[Dataset entries]
------------------------------

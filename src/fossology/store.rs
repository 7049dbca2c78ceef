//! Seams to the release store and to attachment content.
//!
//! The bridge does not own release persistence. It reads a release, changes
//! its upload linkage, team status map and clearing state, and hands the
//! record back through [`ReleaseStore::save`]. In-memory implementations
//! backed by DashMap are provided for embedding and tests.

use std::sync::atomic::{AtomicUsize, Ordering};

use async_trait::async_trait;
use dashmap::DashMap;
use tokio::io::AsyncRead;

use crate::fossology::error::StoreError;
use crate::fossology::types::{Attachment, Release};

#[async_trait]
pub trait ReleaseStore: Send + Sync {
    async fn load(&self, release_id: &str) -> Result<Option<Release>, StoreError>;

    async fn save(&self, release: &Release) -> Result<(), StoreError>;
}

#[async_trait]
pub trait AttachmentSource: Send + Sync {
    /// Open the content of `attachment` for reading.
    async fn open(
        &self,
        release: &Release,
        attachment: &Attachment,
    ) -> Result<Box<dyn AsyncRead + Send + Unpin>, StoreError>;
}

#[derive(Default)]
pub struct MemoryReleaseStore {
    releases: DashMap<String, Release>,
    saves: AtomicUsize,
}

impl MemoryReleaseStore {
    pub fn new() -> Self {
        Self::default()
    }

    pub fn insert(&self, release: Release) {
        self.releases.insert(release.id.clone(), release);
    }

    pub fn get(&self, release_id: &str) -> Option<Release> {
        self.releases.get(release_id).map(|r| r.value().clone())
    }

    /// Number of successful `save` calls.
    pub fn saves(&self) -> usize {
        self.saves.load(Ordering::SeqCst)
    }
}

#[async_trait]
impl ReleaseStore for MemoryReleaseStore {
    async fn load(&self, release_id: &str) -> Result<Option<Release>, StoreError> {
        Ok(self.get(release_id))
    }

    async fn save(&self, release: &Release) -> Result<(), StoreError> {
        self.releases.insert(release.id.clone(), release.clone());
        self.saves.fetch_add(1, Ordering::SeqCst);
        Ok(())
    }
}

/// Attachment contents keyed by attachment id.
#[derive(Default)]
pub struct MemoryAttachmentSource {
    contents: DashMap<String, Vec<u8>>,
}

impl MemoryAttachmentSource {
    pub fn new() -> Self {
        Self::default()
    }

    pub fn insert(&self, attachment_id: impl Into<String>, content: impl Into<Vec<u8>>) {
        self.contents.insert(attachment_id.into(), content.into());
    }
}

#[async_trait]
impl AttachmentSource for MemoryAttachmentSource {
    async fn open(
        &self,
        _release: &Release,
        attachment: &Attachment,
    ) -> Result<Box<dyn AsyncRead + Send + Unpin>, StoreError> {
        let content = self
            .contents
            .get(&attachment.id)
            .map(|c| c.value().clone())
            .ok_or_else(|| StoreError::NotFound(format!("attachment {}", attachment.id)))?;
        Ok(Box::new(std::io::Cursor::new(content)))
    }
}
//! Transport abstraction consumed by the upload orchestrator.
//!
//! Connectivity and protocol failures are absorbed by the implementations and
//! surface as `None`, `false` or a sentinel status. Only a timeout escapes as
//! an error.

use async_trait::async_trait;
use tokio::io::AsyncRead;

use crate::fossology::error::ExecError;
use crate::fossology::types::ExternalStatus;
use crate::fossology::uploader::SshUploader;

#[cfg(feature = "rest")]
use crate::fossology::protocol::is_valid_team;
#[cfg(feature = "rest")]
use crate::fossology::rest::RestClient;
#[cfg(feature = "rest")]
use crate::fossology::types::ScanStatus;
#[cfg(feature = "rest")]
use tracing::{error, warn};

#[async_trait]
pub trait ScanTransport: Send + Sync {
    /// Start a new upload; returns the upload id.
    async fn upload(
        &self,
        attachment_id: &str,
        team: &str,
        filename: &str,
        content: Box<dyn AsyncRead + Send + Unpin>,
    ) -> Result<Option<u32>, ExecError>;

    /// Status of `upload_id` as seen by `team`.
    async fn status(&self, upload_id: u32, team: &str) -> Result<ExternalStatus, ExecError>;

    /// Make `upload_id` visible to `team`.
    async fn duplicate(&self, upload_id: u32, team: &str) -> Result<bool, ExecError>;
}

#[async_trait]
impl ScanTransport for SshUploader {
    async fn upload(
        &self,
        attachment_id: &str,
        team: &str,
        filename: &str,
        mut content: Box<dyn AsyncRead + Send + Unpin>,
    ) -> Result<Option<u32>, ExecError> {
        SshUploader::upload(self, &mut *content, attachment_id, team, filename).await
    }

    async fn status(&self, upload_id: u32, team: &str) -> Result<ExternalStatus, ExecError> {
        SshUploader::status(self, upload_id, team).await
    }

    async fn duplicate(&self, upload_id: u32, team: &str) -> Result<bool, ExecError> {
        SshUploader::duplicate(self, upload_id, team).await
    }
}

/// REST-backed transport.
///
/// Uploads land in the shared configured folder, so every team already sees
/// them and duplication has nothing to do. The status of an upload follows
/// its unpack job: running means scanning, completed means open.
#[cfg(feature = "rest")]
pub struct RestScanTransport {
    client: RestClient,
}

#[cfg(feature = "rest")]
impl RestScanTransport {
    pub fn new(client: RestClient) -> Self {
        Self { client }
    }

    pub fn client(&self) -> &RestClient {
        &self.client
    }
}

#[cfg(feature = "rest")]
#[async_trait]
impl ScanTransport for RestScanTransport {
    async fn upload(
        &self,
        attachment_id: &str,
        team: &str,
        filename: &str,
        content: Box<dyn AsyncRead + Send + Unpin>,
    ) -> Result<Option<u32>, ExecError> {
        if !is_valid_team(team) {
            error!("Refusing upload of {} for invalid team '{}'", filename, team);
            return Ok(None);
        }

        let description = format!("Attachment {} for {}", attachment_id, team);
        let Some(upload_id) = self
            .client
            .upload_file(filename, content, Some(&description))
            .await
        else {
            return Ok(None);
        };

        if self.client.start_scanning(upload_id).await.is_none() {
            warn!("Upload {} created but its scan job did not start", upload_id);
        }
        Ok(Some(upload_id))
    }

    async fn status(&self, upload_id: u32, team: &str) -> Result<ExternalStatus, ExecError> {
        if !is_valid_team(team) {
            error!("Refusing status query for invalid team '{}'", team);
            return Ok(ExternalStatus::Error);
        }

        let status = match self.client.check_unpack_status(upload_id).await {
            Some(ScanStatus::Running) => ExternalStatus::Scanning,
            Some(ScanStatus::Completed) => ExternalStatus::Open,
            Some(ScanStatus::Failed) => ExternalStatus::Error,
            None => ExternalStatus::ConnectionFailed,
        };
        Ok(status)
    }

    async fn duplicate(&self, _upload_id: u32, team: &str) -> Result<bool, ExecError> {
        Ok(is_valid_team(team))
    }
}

------------------------------

> [Exercise description]
Write out, without alteration, the line that contains "return Ok(ExternalStatus::Error);" and all subsequent lines down to the end of the data above.

> [Response area]
            return Ok(ExternalStatus::Error);
        }

        let status = match self.client.check_unpack_status(upload_id).await {
            Some(ScanStatus::Running) => ExternalStatus::Scanning,
            Some(ScanStatus::Completed) => ExternalStatus::Open,
            Some(ScanStatus::Failed) => ExternalStatus::Error,
            None => ExternalStatus::ConnectionFailed,
        };
        Ok(status)
    }

    async fn duplicate(&self, _upload_id: u32, team: &str) -> Result<bool, ExecError> {
        Ok(is_valid_team(team))
    }
}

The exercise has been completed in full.